ISSN 1006-8775CN 44-1409/P

    Spatio-Temporal Characteristics of Heavy Precipitation Forecasts from ECMWF in Eastern China

    • This study examines the spatio-temporal characteristics of heavy precipitation forecasts in eastern China from the European Centre for Medium-Range Weather Forecasts (ECMWF) using the time-domain version of the Method for Object-based Diagnostic Evaluation (MODE-TD). A total of 23 heavy rainfall cases occurring between 2018 and 2021 are selected for analysis. Using Typhoon "Rumbia" as a case study, the paper illustrates how the MODE-TD method assesses the overall simulation capability of models for the life history of precipitation systems. The results of multiple tests with different parameter configurations reveal that the model underestimates the number of objects' forecasted precipitation tracks, particularly at smaller radii. Additionally, the analysis based on centroid offset and area ratio tests for different classified precipitation objects indicates that the model performs better in predicting large-area, fast-moving, and long-lifespan precipitation objects. Conversely, it tends to have less accurate predictions for small-area, slow-moving, and short-lifespan precipitation objects. In terms of temporal characteristics, the model overestimates the forecasted movement speed for precipitation objects with small-area, slow movement, or both long and short lifespans while underestimating it for precipitation with fast movement. In terms of temporal characteristics, the model tends to overestimate the forecasted movement speed for precipitation objects with small-area, slow movement, or both long and short lifespans while underestimating it for precipitation with fast movement.
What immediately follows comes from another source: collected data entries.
use cadenza_core::{AppError, AssetCategory};
use cadenza_db::CatalogStore;
use cadenza_storage::AssetStore;
use std::collections::HashSet;
use std::sync::Arc;
use std::time::{Duration, SystemTime};
use tokio::time::interval;

/// Removes stored assets that no catalog record references.
///
/// Forced cascades leave dependents' assets behind, and a crash between a
/// record write and a storage write can leak an upload; both end up here.
#[derive(Clone)]
pub struct OrphanSweeper {
    catalog: Arc<dyn CatalogStore>,
    store: Arc<dyn AssetStore>,
    /// Entries younger than this are never removed, so uploads whose record
    /// has not been written yet survive.
    grace_period: Duration,
}

impl OrphanSweeper {
    pub fn new(
        catalog: Arc<dyn CatalogStore>,
        store: Arc<dyn AssetStore>,
        grace_period: Duration,
    ) -> Self {
        Self {
            catalog,
            store,
            grace_period,
        }
    }

    /// Start the background sweep task.
    /// Returns a JoinHandle for graceful shutdown
    pub fn start(self: Arc<Self>, every: Duration) -> tokio::task::JoinHandle<()> {
        tokio::spawn(async move {
            let mut sweep_interval = interval(every);

            loop {
                sweep_interval.tick().await;

                tracing::info!("Starting scheduled sweep of orphaned assets");

                match self.sweep_once().await {
                    Ok(removed) => {
                        tracing::info!(removed = removed.len(), "Orphan sweep completed")
                    }
                    Err(e) => tracing::error!(error = %e, "Orphan sweep failed"),
                }
            }
        })
    }

    /// Run one sweep and return the keys that were removed.
    #[tracing::instrument(skip(self), fields(cleanup.operation = "orphans"))]
    pub async fn sweep_once(&self) -> Result<Vec<String>, AppError> {
        let referenced: HashSet<String> = self
            .catalog
            .referenced_asset_keys()
            .await?
            .into_iter()
            .collect();
        let now = SystemTime::now();
        let mut removed = Vec::new();

        for category in AssetCategory::ALL {
            let entries = match self.store.list_category(category).await {
                Ok(entries) => entries,
                Err(e) => {
                    tracing::error!(
                        error = %e,
                        category = category.directory(),
                        "Failed to list assets, skipping category"
                    );
                    continue;
                }
            };

            for entry in entries {
                if referenced.contains(&entry.key) {
                    continue;
                }

                // A modification time in the future counts as brand new.
                let age = now.duration_since(entry.modified).unwrap_or_default();
                if age < self.grace_period {
                    tracing::debug!(key = %entry.key, age_secs = age.as_secs(), "Unreferenced asset within grace period");
                    continue;
                }

                match self.store.remove_file_or_directory(&entry.key).await {
                    Ok(()) => {
                        tracing::info!(key = %entry.key, "Removed orphaned asset");
                        removed.push(entry.key);
                    }
                    Err(e) => {
                        tracing::error!(error = %e, key = %entry.key, "Failed to remove orphaned asset");
                    }
                }
            }
        }

        Ok(removed)
    }
}

#[cfg(test)]
mod tests {
    use super::*;
    use bytes::Bytes;
    use cadenza_core::models::{NewArtist, NewTrack};
    use cadenza_db::InMemoryCatalogStore;
    use cadenza_storage::LocalAssetStore;
    use tempfile::{tempdir, TempDir};
    use uuid::Uuid;

    async fn setup() -> (TempDir, InMemoryCatalogStore, Arc<LocalAssetStore>) {
        let dir = tempdir().unwrap();
        let store = Arc::new(LocalAssetStore::new(dir.path()).await.unwrap());
        let catalog = InMemoryCatalogStore::new();

        for key in [
            "artists/kept.png",
            "artists/orphan.png",
            "tracks/kept/original",
            "tracks/orphan/original",
            "tracks/orphan/low.mp3",
        ] {
            store.save_bytes(key, Bytes::from_static(b"x")).await.unwrap();
        }

        catalog
            .insert_artist(NewArtist {
                name: "kept".to_string(),
                artwork_key: "artists/kept.png".to_string(),
            })
            .await
            .unwrap();
        catalog
            .insert_track(NewTrack {
                name: "kept".to_string(),
                album: Uuid::new_v4(),
                artists: vec![],
                audio_dir: "tracks/kept".to_string(),
                duration_seconds: 60,
                lyrics: None,
            })
            .await
            .unwrap();

        (dir, catalog, store)
    }

    #[tokio::test]
    async fn test_removes_unreferenced_and_keeps_referenced() {
        let (_dir, catalog, store) = setup().await;
        let sweeper = OrphanSweeper::new(Arc::new(catalog), store.clone(), Duration::ZERO);

        let mut removed = sweeper.sweep_once().await.unwrap();
        removed.sort();

        assert_eq!(removed, vec!["artists/orphan.png", "tracks/orphan"]);
        assert!(store.exists("artists/kept.png").await.unwrap());
        assert!(store.exists("tracks/kept/original").await.unwrap());
        assert!(!store.exists("tracks/orphan").await.unwrap());
    }

    #[tokio::test]
    async fn test_grace_period_protects_fresh_uploads() {
        let (_dir, catalog, store) = setup().await;
        let sweeper = OrphanSweeper::new(
            Arc::new(catalog),
            store.clone(),
            Duration::from_secs(3600),
        );

        assert!(sweeper.sweep_once().await.unwrap().is_empty());
        assert!(store.exists("artists/orphan.png").await.unwrap());
    }

    #[tokio::test]
    async fn test_empty_store_sweeps_nothing() {
        let dir = tempdir().unwrap();
        let store = Arc::new(LocalAssetStore::new(dir.path()).await.unwrap());
        let sweeper = OrphanSweeper::new(
            Arc::new(InMemoryCatalogStore::new()),
            store,
            Duration::ZERO,
        );

        assert!(sweeper.sweep_once().await.unwrap().is_empty());
    }
}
Overall, the model provides more accurate predictions for the duration and dissipation of precipitation objects with large-area or long-lifespan (such as typhoon precipitation) while having large prediction errors for precipitation objects with small-area or short-lifespan. Furthermore, the model's simulation results regarding the generation of precipitation objects show that it performs relatively well in simulating the generation of large-area and fast-moving precipitation objects. However, there are significant differences in the forecasted generation of small-area and slow-moving precipitation objects after 9 hours.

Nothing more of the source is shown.